> [TRY IT]
Go through the material below and state how many lines include "that", giving the number only.

> [SOURCE RECORDS]
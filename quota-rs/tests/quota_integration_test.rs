//! Integration tests for quota enforcement and projections over SQLite

use quota_rs::config::Config;
use quota_rs::event_store::EventStore;
use quota_rs::ledger::{EntityKey, EntityMetadata, UserId, WorldId};
use quota_rs::quota::OperationContext;
use quota_rs::services::QuotaServices;
use quota_rs::{QuotaError, Sizeable, Storable};
use sqlx::sqlite::{SqliteConnectOptions, SqliteJournalMode, SqlitePoolOptions};
use std::sync::atomic::{AtomicU32, Ordering};
use std::sync::Arc;
use std::time::Duration;

async fn setup_services() -> QuotaServices {
    let pool = SqlitePoolOptions::new()
        .max_connections(1)
        .connect("sqlite::memory:")
        .await
        .unwrap();

    let mut config = Config::default();
    config.quota.default_allocated_bytes = 1000;
    config.quota.allocations.insert("big".to_string(), 5000);

    QuotaServices::from_pool(pool, &config).await.unwrap()
}

fn character(id: &str, size: i64) -> EntityMetadata {
    EntityMetadata::new("worldA", EntityKey::new("character", id), size)
}

struct Lineage {
    id: String,
    world: String,
    name: String,
    traits: Vec<String>,
}

impl Sizeable for Lineage {
    fn size_in_bytes(&self) -> i64 {
        self.name.size_in_bytes() + self.traits.size_in_bytes()
    }
}

impl Storable for Lineage {
    fn entity_key(&self) -> EntityKey {
        EntityKey::new("lineage", self.id.as_str())
    }

    fn world_id(&self) -> WorldId {
        WorldId::new(self.world.as_str())
    }
}

#[tokio::test]
async fn test_overwrite_and_rejection() {
    let services = setup_services().await;
    let enforcer = &services.enforcer;

    let mut ctx = OperationContext::new("u1");
    enforcer.ensure_available(&mut ctx, &character("c1", 400)).await.unwrap();
    enforcer.update(&mut ctx, &character("c1", 400)).await.unwrap();

    let summary = services.projections.summary(&UserId::new("u1")).await.unwrap().unwrap();
    assert_eq!(summary.allocated_bytes, 1000);
    assert_eq!(summary.used_bytes, 400);
    assert_eq!(summary.available_bytes, 600);

    // Growing c1 to 1200 needs 800 more bytes
    let mut ctx = OperationContext::new("u1");
    let err = enforcer
        .ensure_available(&mut ctx, &character("c1", 1200))
        .await
        .unwrap_err();
    assert!(matches!(
        err,
        QuotaError::QuotaExceeded {
            available_bytes: 600,
            required_bytes: 800,
            ..
        }
    ));

    // Shrinking overwrites the previous size
    enforcer.update(&mut ctx, &character("c1", 250)).await.unwrap();
    let summary = services.projections.summary(&UserId::new("u1")).await.unwrap().unwrap();
    assert_eq!(summary.used_bytes, 250);

    let details = services.projections.details(&UserId::new("u1")).await.unwrap();
    assert_eq!(details.len(), 1);
    assert_eq!(details[0].size, 250);
}

#[tokio::test]
async fn test_new_entity_over_remaining_budget() {
    let services = setup_services().await;
    let enforcer = &services.enforcer;
    let ctx = OperationContext::new("u1");

    enforcer
        .execute(&ctx, &character("c1", 300), || async { Ok::<_, QuotaError>(()) })
        .await
        .unwrap();
    enforcer
        .execute(&ctx, &character("c2", 500), || async { Ok::<_, QuotaError>(()) })
        .await
        .unwrap();

    let writes = AtomicU32::new(0);
    let err = enforcer
        .execute(&ctx, &character("c3", 300), || async {
            writes.fetch_add(1, Ordering::SeqCst);
            Ok::<_, QuotaError>(())
        })
        .await
        .unwrap_err();

    assert!(matches!(
        err,
        QuotaError::QuotaExceeded {
            available_bytes: 200,
            required_bytes: 300,
            ..
        }
    ));
    // The content write never ran
    assert_eq!(writes.load(Ordering::SeqCst), 0);

    let summary = services.projections.summary(&UserId::new("u1")).await.unwrap().unwrap();
    assert_eq!(summary.used_bytes, 800);
    assert_eq!(summary.available_bytes, 200);
}

#[tokio::test]
async fn test_write_filling_remaining_budget_exactly() {
    let services = setup_services().await;
    let enforcer = &services.enforcer;
    let ctx = OperationContext::new("u1");

    enforcer
        .execute(&ctx, &character("c1", 400), || async { Ok::<_, QuotaError>(()) })
        .await
        .unwrap();

    // One byte over the remaining 600 is refused
    let err = enforcer
        .execute(&ctx, &character("c2", 601), || async { Ok::<_, QuotaError>(()) })
        .await
        .unwrap_err();
    assert!(matches!(
        err,
        QuotaError::QuotaExceeded {
            available_bytes: 600,
            required_bytes: 601,
            ..
        }
    ));

    enforcer
        .execute(&ctx, &character("c2", 600), || async { Ok::<_, QuotaError>(()) })
        .await
        .unwrap();

    let summary = services.projections.summary(&UserId::new("u1")).await.unwrap().unwrap();
    assert_eq!(summary.used_bytes, 1000);
    assert_eq!(summary.available_bytes, 0);

    // A full ledger still accepts rewrites that do not grow
    enforcer
        .execute(&ctx, &character("c2", 600), || async { Ok::<_, QuotaError>(()) })
        .await
        .unwrap();
    let err = enforcer
        .execute(&ctx, &character("c3", 1), || async { Ok::<_, QuotaError>(()) })
        .await
        .unwrap_err();
    assert!(matches!(err, QuotaError::QuotaExceeded { available_bytes: 0, .. }));
}

#[tokio::test]
async fn test_initialize_twice_keeps_allocation() {
    let services = setup_services().await;

    let first = services
        .enforcer
        .initialize(&mut OperationContext::new("big"))
        .await
        .unwrap();
    assert_eq!(first.allocated_bytes(), 5000);
    assert_eq!(first.version(), 1);

    let second = services
        .enforcer
        .initialize(&mut OperationContext::new("big"))
        .await
        .unwrap();
    assert_eq!(second.allocated_bytes(), 5000);
    assert_eq!(second.version(), 1);

    let summaries = services.projections.list_summaries().await.unwrap();
    assert_eq!(summaries.len(), 1);
    assert_eq!(summaries[0].allocated_bytes, 5000);
}

#[tokio::test]
async fn test_concurrent_updates_one_commits() {
    let services = setup_services().await;
    let enforcer = &services.enforcer;

    enforcer
        .initialize(&mut OperationContext::new("u1"))
        .await
        .unwrap();

    // Both writers load the ledger at the same version
    let mut first = OperationContext::new("u1");
    let mut second = OperationContext::new("u1");
    enforcer.ensure_available(&mut first, &character("c1", 700)).await.unwrap();
    enforcer.ensure_available(&mut second, &character("c2", 700)).await.unwrap();

    let first_meta = character("c1", 700);
    let second_meta = character("c2", 700);
    let (a, b) = tokio::join!(
        enforcer.update(&mut first, &first_meta),
        enforcer.update(&mut second, &second_meta),
    );

    let outcomes = [a, b];
    let committed = outcomes.iter().filter(|r| r.is_ok()).count();
    let conflicts = outcomes
        .iter()
        .filter(|r| matches!(r, Err(QuotaError::ConcurrencyConflict { .. })))
        .count();
    assert_eq!(committed, 1);
    assert_eq!(conflicts, 1);

    // Allocation was never overrun
    let ledger = enforcer.ledger(&UserId::new("u1")).await.unwrap();
    assert_eq!(ledger.used_bytes(), 700);
    assert_eq!(ledger.version(), 2);

    let summary = services.projections.summary(&UserId::new("u1")).await.unwrap().unwrap();
    assert_eq!(summary.used_bytes, 700);
}

#[tokio::test]
async fn test_concurrent_reservations_respect_allocation() {
    let services = setup_services().await;
    let enforcer = &services.enforcer;
    let ctx = OperationContext::new("u1");

    let first_meta = character("c1", 600);
    let second_meta = character("c2", 600);
    let (a, b) = tokio::join!(
        enforcer.reserve(&ctx, &first_meta),
        enforcer.reserve(&ctx, &second_meta),
    );

    // Whichever loses the race retries against the new state and no longer fits
    let outcomes = [a, b];
    assert_eq!(outcomes.iter().filter(|r| r.is_ok()).count(), 1);
    assert!(outcomes
        .iter()
        .any(|r| matches!(r, Err(QuotaError::QuotaExceeded { .. }))));

    let ledger = enforcer.ledger(&UserId::new("u1")).await.unwrap();
    assert_eq!(ledger.used_bytes(), 600);
}

#[tokio::test]
async fn test_missed_projection_caught_up() {
    let services = setup_services().await;
    let user = UserId::new("u1");

    let mut ctx = OperationContext::new("u1");
    services
        .enforcer
        .update(&mut ctx, &character("c1", 100))
        .await
        .unwrap();

    // A commit that never reached the projections
    let mut ledger = services.enforcer.ledger(&user).await.unwrap();
    let meta = character("c1", 300);
    ledger.store(meta.key, meta.size, meta.world_id).unwrap();
    let recorded = services
        .store
        .append(&user, ledger.version(), ledger.pending())
        .await
        .unwrap();
    assert_eq!(recorded[0].version, 3);

    assert_eq!(services.projections.checkpoint(&user).await.unwrap(), 2);

    let applied = services.projections.catch_up(&user).await.unwrap();
    assert_eq!(applied, 1);
    assert_eq!(services.projections.checkpoint(&user).await.unwrap(), 3);

    let summary = services.projections.summary(&user).await.unwrap().unwrap();
    assert_eq!(summary.used_bytes, 300);

    // Nothing left to replay
    let report = services.projections.catch_up_all().await.unwrap();
    assert_eq!(report.streams, 1);
    assert_eq!(report.events_applied, 0);
    assert!(report.failures.is_empty());
}

#[tokio::test]
async fn test_cancelled_before_commit_persists_nothing() {
    let services = setup_services().await;

    let mut ctx = OperationContext::new("u1");
    services
        .enforcer
        .ensure_available(&mut ctx, &character("c1", 100))
        .await
        .unwrap();
    ctx.cancellation().cancel();

    let err = services
        .enforcer
        .update(&mut ctx, &character("c1", 100))
        .await
        .unwrap_err();
    assert!(matches!(err, QuotaError::Cancelled));

    let ledger = services.enforcer.ledger(&UserId::new("u1")).await.unwrap();
    assert!(!ledger.is_initialized());
    assert!(services.projections.summary(&UserId::new("u1")).await.unwrap().is_none());
}

#[tokio::test]
async fn test_storable_content_counts_against_quota() {
    let services = setup_services().await;
    let ctx = OperationContext::new("u1");

    let mut lineage = Lineage {
        id: "elves".to_string(),
        world: "worldB".to_string(),
        name: "Elves".to_string(),
        traits: vec!["darkvision".to_string(), "trance".to_string()],
    };
    services
        .enforcer
        .execute(&ctx, &lineage.metadata(), || async { Ok::<_, QuotaError>(()) })
        .await
        .unwrap();

    lineage.traits.push("keen senses".to_string());
    services
        .enforcer
        .execute(&ctx, &lineage.metadata(), || async { Ok::<_, QuotaError>(()) })
        .await
        .unwrap();

    let details = services
        .projections
        .details_for_world(&UserId::new("u1"), &WorldId::new("worldB"))
        .await
        .unwrap();
    assert_eq!(details.len(), 1);
    assert_eq!(details[0].entity_type, "lineage");
    assert_eq!(details[0].size, 5 + 10 + 6 + 11);

    let summary = services.projections.summary(&UserId::new("u1")).await.unwrap().unwrap();
    assert_eq!(summary.used_bytes, 32);
}

#[tokio::test(flavor = "multi_thread", worker_threads = 4)]
async fn test_contended_file_database_never_overruns_allocation() {
    let dir = tempfile::tempdir().unwrap();

    // No busy timeout: a writer that loses the lock fails at once instead of waiting
    let options = SqliteConnectOptions::new()
        .filename(dir.path().join("quota.db"))
        .create_if_missing(true)
        .journal_mode(SqliteJournalMode::Wal)
        .busy_timeout(Duration::ZERO);
    let pool = SqlitePoolOptions::new()
        .max_connections(4)
        .connect_with(options)
        .await
        .unwrap();

    let mut config = Config::default();
    config.quota.default_allocated_bytes = 1000;
    config.quota.max_retries = 8;
    let services = QuotaServices::from_pool(pool, &config).await.unwrap();

    let mut tasks = Vec::new();
    for i in 0..6 {
        let enforcer = Arc::clone(&services.enforcer);
        tasks.push(tokio::spawn(async move {
            let ctx = OperationContext::new("u1");
            enforcer.reserve(&ctx, &character(&format!("c{}", i), 300)).await
        }));
    }

    let mut reserved = 0;
    for task in tasks {
        match task.await.unwrap() {
            Ok(_) => reserved += 1,
            Err(QuotaError::QuotaExceeded { .. }) | Err(QuotaError::RetriesExhausted { .. }) => {}
            Err(err) => panic!("unexpected error under contention: {}", err),
        }
    }
    assert!(reserved >= 1);
    assert!(reserved <= 3);

    let user = UserId::new("u1");
    let ledger = services.enforcer.ledger(&user).await.unwrap();
    assert_eq!(ledger.allocated_bytes(), 1000);
    assert_eq!(ledger.used_bytes(), 300 * reserved);
    assert_eq!(ledger.entities().count() as i64, reserved);

    // Projection writes may have lost the same races; catch-up repairs them
    let report = services.projections.catch_up_all().await.unwrap();
    assert!(report.failures.is_empty());

    let summary = services.projections.summary(&user).await.unwrap().unwrap();
    assert_eq!(summary.used_bytes, ledger.used_bytes());
    assert_eq!(
        services.projections.checkpoint(&user).await.unwrap(),
        services.store.current_version(&user).await.unwrap()
    );
}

> [EXERCISE RESPONSE]
3